Of course, it’s not just his cabinet choices that have justifiably raised eyebrows, but also his nominees to head various agencies, seemingly for the sole purpose of maintaining the status quo and protecting “elite” criminals. No such choice was more blatant than Mary Jo White to head the Securities and Exchange Commission (SEC). As I noted before she even worked a single day on the job: Meet Mary Jo White: The Next SEC Chief and a Guaranteed Wall Street Patsy.
This prediction proved to be accurate in spades, as we learned in subsequent years. See:
Moving along, I can’t say much about Obama’s nominee to head the Food and Drug Administration (FDA), since I simply don’t know much about him. Is he being chosen merely to be a gatekeeper for big pharmaceutical companies, or will he be a genuine regulator? Only time will tell, but Obama’s track record doesn’t instill optimism.
The new head of the Food and Drug Administration (FDA) selected by President Barack Obama has very close ties to the pharmaceutical industry.

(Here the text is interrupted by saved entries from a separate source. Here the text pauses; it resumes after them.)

//! Prompt templates for the AI flows
//!
//! Templates are fixed when [`PromptTemplates`] is built. Caller input only
//! ever fills placeholders; a value containing template syntax is rendered
//! literally and cannot change the structure of a prompt.

use crate::domain::models::{
    ChatInput, DocumentSummaryInput, RecommendationInput, SummaryLength,
};
use crate::error::Result;
use minijinja::{context, Environment, UndefinedBehavior, Value};

const CHAT: &str = "chat";
const RECOMMENDATION: &str = "recommendation";
const TEXT_SUMMARY: &str = "text_summary";
const DOCUMENT_SUMMARY: &str = "document_summary";
const VIDEO_SUMMARY: &str = "video_summary";

/// Fixed instruction sent alongside uploaded audio
pub const TRANSCRIPTION_INSTRUCTION: &str = "Transcribe the spoken content of this audio recording verbatim. \
Return only the transcript text, without commentary, timestamps or speaker labels. \
If the recording contains no intelligible speech, return an empty response.";

const CHAT_TEMPLATE: &str = r#"You are EduNex's AI tutor. You help students understand course material, answer study questions and suggest how to keep learning. Give clear, accurate and encouraging answers. If a question is unrelated to learning, politely steer the conversation back to the student's studies.
{% if history %}

Conversation so far:
{% for turn in history %}
{{ turn.speaker }}: {{ turn.content }}
{% endfor %}
{% endif %}

Student: {{ query }}
Tutor:"#;

const RECOMMENDATION_TEMPLATE: &str = r#"You are an academic advisor for the EduNex learning platform. Based on a student's quiz performance and learning history, recommend courses and topics that strengthen their weak areas and build on what they already know.

Student ID: {{ student_id }}

Quiz results:
{% for result in quiz_results %}
- {{ result.quizName }}: {{ result.score }}%
{% else %}
- No quiz results recorded yet.
{% endfor %}

Learning history:
{% for entry in learning_history %}
- {{ entry }}
{% else %}
- No courses taken yet.
{% endfor %}

Respond with a JSON object containing exactly two fields: "recommendedCourses", an array of course titles, and "recommendedTopics", an array of topic names. Do not include any other text."#;

const TEXT_SUMMARY_TEMPLATE: &str = r#"You are an expert at summarizing educational material for students.

Summarize the following text. Target length: {{ length }}. Focus on the key concepts, definitions and takeaways a student needs to review this material.

Text:
{{ text }}

Summary:"#;

const DOCUMENT_SUMMARY_TEMPLATE: &str = r#"You are an expert at summarizing educational documents for students.

Summarize the following document{% if file_name %} ("{{ file_name }}"){% endif %}. Target length: {{ length }}. Cover its main sections, key concepts and conclusions.

Document text:
{{ text }}

Summary:"#;

const VIDEO_SUMMARY_TEMPLATE: &str = r#"You are an expert at summarizing educational videos for students.

Summarize the following YouTube video transcript. Target length: {{ length }}. Focus on the main ideas and takeaways; ignore filler, greetings and sponsor messages.

Transcript:
{{ transcript }}

Summary:"#;

/// A prompt produced by a single render call
#[derive(Debug, Clone, PartialEq, Eq)]
pub struct RenderedPrompt(String);

impl RenderedPrompt {
    pub fn as_str(&self) -> &str {
        &self.0
    }

    pub fn into_string(self) -> String {
        self.0
    }
}

impl std::fmt::Display for RenderedPrompt {
    fn fmt(&self, f: &mut std::fmt::Formatter<'_>) -> std::fmt::Result {
        f.write_str(&self.0)
    }
}

/// Registered prompt templates for every flow
pub struct PromptTemplates {
    env: Environment<'static>,
}

impl PromptTemplates {
    /// Builds the template environment
    ///
    /// Fails only if a built-in template does not parse.
    pub fn new() -> Result<Self> {
        let mut env = Environment::new();
        env.set_undefined_behavior(UndefinedBehavior::Strict);
        env.set_trim_blocks(true);
        env.set_lstrip_blocks(true);

        env.add_template(CHAT, CHAT_TEMPLATE)?;
        env.add_template(RECOMMENDATION, RECOMMENDATION_TEMPLATE)?;
        env.add_template(TEXT_SUMMARY, TEXT_SUMMARY_TEMPLATE)?;
        env.add_template(DOCUMENT_SUMMARY, DOCUMENT_SUMMARY_TEMPLATE)?;
        env.add_template(VIDEO_SUMMARY, VIDEO_SUMMARY_TEMPLATE)?;

        Ok(Self { env })
    }

    fn render(&self, name: &str, ctx: Value) -> Result<RenderedPrompt> {
        let rendered = self.env.get_template(name)?.render(ctx)?;
        Ok(RenderedPrompt(rendered))
    }

    pub fn chat(&self, input: &ChatInput) -> Result<RenderedPrompt> {
        let history: Vec<Value> = input
            .history
            .iter()
            .map(|turn| context! { speaker => turn.role.speaker(), content => turn.content })
            .collect();

        self.render(CHAT, context! { query => input.query, history => history })
    }

    pub fn recommendation(&self, input: &RecommendationInput) -> Result<RenderedPrompt> {
        self.render(
            RECOMMENDATION,
            context! {
                student_id => input.student_id,
                quiz_results => input.quiz_results,
                learning_history => input.learning_history,
            },
        )
    }

    pub fn text_summary(&self, text: &str, length: SummaryLength) -> Result<RenderedPrompt> {
        self.render(
            TEXT_SUMMARY,
            context! { text => text, length => length.label() },
        )
    }

    pub fn document_summary(&self, input: &DocumentSummaryInput) -> Result<RenderedPrompt> {
        self.render(
            DOCUMENT_SUMMARY,
            context! {
                text => input.extracted_text,
                length => input.summary_length.label(),
                file_name => input.file_name,
            },
        )
    }

    pub fn video_summary(&self, transcript: &str, length: SummaryLength) -> Result<RenderedPrompt> {
        self.render(
            VIDEO_SUMMARY,
            context! { transcript => transcript, length => length.label() },
        )
    }
}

Dr. Robert Califf, an FDA deputy commissioner and cardiologist at Duke University, has had considerable dealings, including financial ones, with drug manufacturers, whose products must be approved by the agency he’s been tabbed to lead.
“No one who knows him thinks he wants to weaken the regulatory agency he has been chosen to lead,” The New York Times reported. “But he has deeper ties to the pharmaceutical industry than any FDA commissioner in recent memory, and some public health advocates question whether his background could tilt him in the direction of an industry he would be in charge of supervising.”
Daniel Carpenter, a Harvard political science professor, told the Times: “In a sense, he’s the ultimate industry insider.”